Ära Post-Neumeier: Demis Volpi präsentiert seine Ballettwerkstatt
Mit seiner ersten Ballettwerkstatt hat Ballettintendant Demis Volpi sich dem Hamburger Publikum vorgestellt. Die letzten 241 Werkstätten hatte sein Vorgänger John Neumeier moderiert - 51 Jahre lang. Zum Auftakt gab es Standing Ovations.
Kurz vor halb elf an Hamburgs Dammtorstraße: Aus der U-Bahn Haltestelle Stephansplatz strömt eine Menschenmenge entschlossen in Richtung Staatsoper. Allerdings mit etwas Unsicherheit im Gepäck. Schließlich ist heute die erste Ballettwerkstatt ohne John Neumeier.
Für den neuen Ballettintendanten Demis Volpi gibt es kein Zurück mehr: Die Feuerprobe startet pünktlich um 11 Uhr. "Es ist schon aufregend gewesen", wird Demis Volpi später in einem kurzen Gespräch sagen. Dieses wichtige, beliebte Format, zum ersten Mal Ballettwerkstatt in Hamburg für ihn, präsentiert er zum ersten Mal vor dem Hamburger Publikum.
Faszinierender Einblick in die Probenarbeit
Die Aufregung hat man ihm nicht angemerkt: "Guten Morgen liebes Publikum, ich bin Demis Volpi, Intendant des Hamburg Ballett. Die Ballettwerkstatt ist ein großartiges Format, das mein Vorgänger John Neumeier ins Leben gerufen hat und das uns immer wieder die Chance geben wird, ihnen Einblicke in unsere Arbeit zu geben."
Das wird es - ein faszinierender Einblick in die Probenarbeit. Schon deshalb, weil sehr verschiedene Tanzsprachen an diesem Vormittag vorgestellt werden - auf Spitze, in Schläppchen, in Turnschuhen. Eine Herausforderung, die das Hamburg Ballett mit Bravour meistert.
Demis Volpi: "Die Euphorie des Anfangs spürt man einfach."
Seit drei Wochen wird für die besondere Premiere Ende September geprobt, bei der Stücke von vier unterschiedlichen Choreografen zu sehen sind. "Ich glaube, dass die Compagnie die Arbeit sehr genießt und vieles entdeckt", findet Volpi. "Die ersten zwei Wochen waren körperlich auch sehr anstrengend - bis sich die Körper daran gewöhnen, sich anders zu bewegen und anders zu arbeiten.
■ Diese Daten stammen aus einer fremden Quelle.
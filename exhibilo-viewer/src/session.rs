/// Runs loads in the background and feeds their progress back to the viewer
use std::sync::Arc;

use tokio::runtime::Handle;
use tokio::sync::mpsc::{self, error::TryRecvError, UnboundedReceiver, UnboundedSender};
use tokio::task::JoinHandle;
use tracing::trace;

use crate::asset::AssetReference;
use crate::loader::AssetLoader;
use crate::state::{LoadToken, LoadUpdate, Viewer};

pub struct LoadSession {
    runtime: Handle,
    loader: Arc<AssetLoader>,
    updates: UnboundedSender<LoadUpdate>,
}

impl LoadSession {
    pub fn new(runtime: Handle, loader: AssetLoader) -> (Self, UnboundedReceiver<LoadUpdate>) {
        let (updates, receiver) = mpsc::unbounded_channel();
        let session = Self {
            runtime,
            loader: Arc::new(loader),
            updates,
        };
        (session, receiver)
    }

    pub fn loader(&self) -> &AssetLoader {
        &self.loader
    }

    /// Begin loading `reference`, superseding whatever was loading before
    pub fn start(&self, viewer: &mut Viewer, reference: AssetReference) -> (LoadToken, JoinHandle<()>) {
        let token = viewer.begin_load();
        (token, self.spawn(token, reference))
    }

    fn spawn(&self, token: LoadToken, reference: AssetReference) -> JoinHandle<()> {
        let loader = Arc::clone(&self.loader);
        let updates = self.updates.clone();

        self.runtime.spawn(async move {
            let phases = updates.clone();
            let result = loader
                .load(reference, |phase| {
                    let _ = phases.send(LoadUpdate::phase(token, phase));
                })
                .await;
            // the receiver is gone once the viewer shuts down
            let _ = updates.send(LoadUpdate::finished(token, result));
        })
    }
}

/// Apply every update already queued. Returns how many were applied.
pub fn drain(viewer: &mut Viewer, receiver: &mut UnboundedReceiver<LoadUpdate>) -> usize {
    let mut applied = 0;
    loop {
        match receiver.try_recv() {
            Ok(update) => {
                let token = update.token;
                if viewer.apply(update) {
                    applied += 1;
                } else {
                    trace!(?token, "dropped update from superseded load");
                }
            }
            Err(TryRecvError::Empty | TryRecvError::Disconnected) => return applied,
        }
    }
}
Ich denke, die Stimmung ist sehr positiv. Die Euphorie des Anfangs, die spürt man einfach."
Mit einem Stück von Pina Bausch holt Demis Volpi Tanzgeschichte in die Gegenwart: "Dieses Stück 'Adagio' hatte 1974 seine Uraufführung und wurde seitdem nicht mehr getanzt", erklärt der Ballettdirektor. Ziemlich spektakulär also.
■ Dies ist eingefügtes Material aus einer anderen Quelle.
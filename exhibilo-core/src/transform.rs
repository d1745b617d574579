/// Transformation matrices and orbit rotation state
use nalgebra::{Matrix4, Point3, Vector3};

/// Orbit rotation around three axes (in radians)
#[derive(Debug, Clone, Copy, PartialEq)]
pub struct RotationState {
    pub x: f32,
    pub y: f32,
    pub z: f32,
}

impl RotationState {
    pub fn new(x: f32, y: f32, z: f32) -> Self {
        Self { x, y, z }
    }

    pub fn zero() -> Self {
        Self::new(0.0, 0.0, 0.0)
    }

    /// Rotate by delta amounts (in radians)
    pub fn rotate(&mut self, dx: f32, dy: f32, dz: f32) {
        self.x += dx;
        self.y += dy;
        self.z += dz;
    }
}

impl Default for RotationState {
    fn default() -> Self {
        Self::zero()
    }
}

/// Transform builder for 3D transformations
pub struct Transform;

impl Transform {
    /// Rotation matrix applying Z, then Y, then X
    pub fn rotation_matrix(rotation: &RotationState) -> Matrix4<f32> {
        let rx = Matrix4::new_rotation(Vector3::new(rotation.x, 0.0, 0.0));
        let ry = Matrix4::new_rotation(Vector3::new(0.0, rotation.y, 0.0));
        let rz = Matrix4::new_rotation(Vector3::new(0.0, 0.0, rotation.z));
        rz * ry * rx
    }

    pub fn translation_matrix(offset: &Vector3<f32>) -> Matrix4<f32> {
        Matrix4::new_translation(offset)
    }

    /// Same factor on every axis; the normalizer never scales anisotropically
    pub fn uniform_scale_matrix(scale: f32) -> Matrix4<f32> {
        Matrix4::new_scaling(scale)
    }

    /// Move `center` to the origin, then scale about the origin
    pub fn recenter_and_scale(center: &Point3<f32>, scale: f32) -> Matrix4<f32> {
        Self::uniform_scale_matrix(scale) * Self::translation_matrix(&-center.coords)
    }
}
Jo Ann Endicott war mit 24 Jahren damals bei Pina Bausch dabei. Sie studiert das Stück jetzt mit dem Hamburg Ballett ein und erzählt darüber auf der Staatsopern Bühne in der Ballettwerkstatt: über das Suchen nach den richtigen Schritten, die Detailarbeit, das Verinnerlichen in Körper und Herz der Tanzenden, das besondere an der großen Choreografin.
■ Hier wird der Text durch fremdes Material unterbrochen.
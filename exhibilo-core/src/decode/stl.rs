/// STL parser for binary and ASCII formats
use nom::{
    bytes::complete::{tag, take},
    character::complete::{multispace0, multispace1, not_line_ending},
    multi::{count, many0, many1},
    number::complete::{float, le_f32, le_u32},
    sequence::{preceded, tuple},
    IResult,
};
use tracing::debug;

use crate::error::DecodeError;
use crate::format::ModelFormat;
use crate::geometry::{Mesh, Triangle, Vertex};
use crate::scene::{DecodedAsset, Material, ModelMesh, SceneNode};

const HEADER_LEN: usize = 80;
const FACET_LEN: usize = 50;

/// Decode STL bytes into a single shadow-casting mesh with the default
/// STL material, since the format carries none.
pub fn decode(data: &[u8]) -> Result<DecodedAsset, DecodeError> {
    let mesh = parse_stl(data)?;
    debug!(triangles = mesh.triangles.len(), "decoded STL");

    let root = SceneNode::new(None)
        .with_mesh(ModelMesh::new(mesh, Material::stl_default()).with_shadows());
    Ok(DecodedAsset::new(ModelFormat::Stl, root))
}

/// Detect and parse STL data (ASCII first when it looks like text)
pub fn parse_stl(data: &[u8]) -> Result<Mesh, DecodeError> {
    let trimmed = data.trim_ascii_start();
    if trimmed.starts_with(b"solid") {
        // Plenty of binary exporters also start their header with "solid"
        if let Ok(text) = std::str::from_utf8(data) {
            if let Ok(mesh) = parse_ascii_stl(text) {
                return Ok(mesh);
            }
        }
    }

    parse_binary_stl(data)
}

/// Parse a binary STL file
pub fn parse_binary_stl(data: &[u8]) -> Result<Mesh, DecodeError> {
    if data.len() < HEADER_LEN + 4 {
        return Err(DecodeError::Stl("file too small to be a valid STL".to_string()));
    }

    let declared = u32::from_le_bytes([data[80], data[81], data[82], data[83]]) as usize;
    let available = (data.len() - HEADER_LEN - 4) / FACET_LEN;
    if available < declared {
        return Err(DecodeError::Stl(format!(
            "truncated: header declares {declared} triangles, data holds {available}"
        )));
    }

    match binary_body(data) {
        Ok((_, triangles)) => Ok(into_mesh(triangles)),
        Err(e) => Err(DecodeError::Stl(format!("{e:?}"))),
    }
}

/// Parse an ASCII STL file, possibly holding several solids
pub fn parse_ascii_stl(input: &str) -> Result<Mesh, DecodeError> {
    match many1(ascii_solid)(input) {
        Ok((rest, solids)) if rest.trim().is_empty() => {
            Ok(into_mesh(solids.into_iter().flatten().collect()))
        }
        Ok((rest, _)) => Err(DecodeError::Stl(format!(
            "unexpected trailing content near {:?}",
            rest.chars().take(32).collect::<String>()
        ))),
        Err(e) => Err(DecodeError::Stl(format!("failed to parse ASCII STL: {e:?}"))),
    }
}

fn into_mesh(triangles: Vec<Triangle>) -> Mesh {
    let mut mesh = Mesh::with_capacity(triangles.len());
    for mut triangle in triangles {
        // Exporters often leave the stored normal zeroed
        if triangle.vertices[0].normal.norm_squared() < f32::EPSILON {
            let normal = triangle.calculate_normal();
            for vertex in &mut triangle.vertices {
                vertex.normal = normal;
            }
        }
        mesh.add_triangle(triangle);
    }
    mesh
}

fn binary_body(input: &[u8]) -> IResult<&[u8], Vec<Triangle>> {
    let (input, _) = take(HEADER_LEN)(input)?;
    let (input, n) = le_u32(input)?;
    count(binary_facet, n as usize)(input)
}

fn binary_facet(input: &[u8]) -> IResult<&[u8], Triangle> {
    let (input, normal) = le_vector3(input)?;
    let (input, (a, b, c)) = tuple((le_vector3, le_vector3, le_vector3))(input)?;
    // Attribute byte count, unused
    let (input, _) = take(2usize)(input)?;

    let vertex = |p: [f32; 3]| Vertex::from_arrays(p, normal);
    Ok((input, Triangle::new(vertex(a), vertex(b), vertex(c))))
}

fn le_vector3(input: &[u8]) -> IResult<&[u8], [f32; 3]> {
    let (input, (x, y, z)) = tuple((le_f32, le_f32, le_f32))(input)?;
    Ok((input, [x, y, z]))
}

fn ascii_solid(input: &str) -> IResult<&str, Vec<Triangle>> {
    let (input, _) = preceded(multispace0, tag("solid"))(input)?;
    let (input, _name) = not_line_ending(input)?;
    let (input, triangles) = many0(ascii_facet)(input)?;
    let (input, _) = preceded(multispace0, tag("endsolid"))(input)?;
    let (input, _name) = not_line_ending(input)?;
    let (input, _) = multispace0(input)?;
    Ok((input, triangles))
}

fn ascii_facet(input: &str) -> IResult<&str, Triangle> {
    let (input, _) = preceded(multispace0, tag("facet"))(input)?;
    let (input, _) = preceded(multispace1, tag("normal"))(input)?;
    let (input, normal) = ascii_vector3(input)?;
    let (input, _) = preceded(multispace0, tag("outer"))(input)?;
    let (input, _) = preceded(multispace1, tag("loop"))(input)?;
    let (input, v1) = ascii_vertex(input, normal)?;
    let (input, v2) = ascii_vertex(input, normal)?;
    let (input, v3) = ascii_vertex(input, normal)?;
    let (input, _) = preceded(multispace0, tag("endloop"))(input)?;
    let (input, _) = preceded(multispace0, tag("endfacet"))(input)?;

    Ok((input, Triangle::new(v1, v2, v3)))
}

fn ascii_vertex(input: &str, normal: [f32; 3]) -> IResult<&str, Vertex> {
    let (input, _) = preceded(multispace0, tag("vertex"))(input)?;
    let (input, position) = ascii_vector3(input)?;
    Ok((input, Vertex::from_arrays(position, normal)))
}

fn ascii_vector3(input: &str) -> IResult<&str, [f32; 3]> {
    let (input, x) = preceded(multispace1, float)(input)?;
    let (input, y) = preceded(multispace1, float)(input)?;
    let (input, z) = preceded(multispace1, float)(input)?;
    Ok((input, [x, y, z]))
}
Stehende Ovationen zum Schluss
Auch die Ballettmeister, die die anderen Stücke für die Premiere in zwei Wochen einstudieren, zeigen ihre Probenarbeit: zu den intimen "Variationen für zwei Paare" von dem großen Minimalisten Hans van Manen oder dem mit Hoffnung aufgeladenen "The thing with feathers" von Demis Volpi selbst. Der läßt den anderen viel Platz - dem Ensemble und den Ballettmeistern.
Am Schluss zeigt die Compagnie Probenauszüge aus Justin Pecks "The times are racing". Ein rasantes "Turnschuh- Ballett", das die Gemeinschaft feiert - mehr als ein Hauch von Broadway. Da hat sich die Energie, die Intensität und der Spaß schon längst ziemlich mühelos durch die Staatsopern-Reihen geschlängelt.
Nach zwei Stunden "Proben-Inside" gab es Standing Ovations - schon bei der allerersten Ballettwerkstatt von Demis Volpi in Hamburg. Volpi selbst bleibt nach den stehenden Ovationen bescheiden: "Das ist ein tolles Signal, dass das Publikum auch die Compagnie weiter mit Neugierde und Interesse begleiten wird."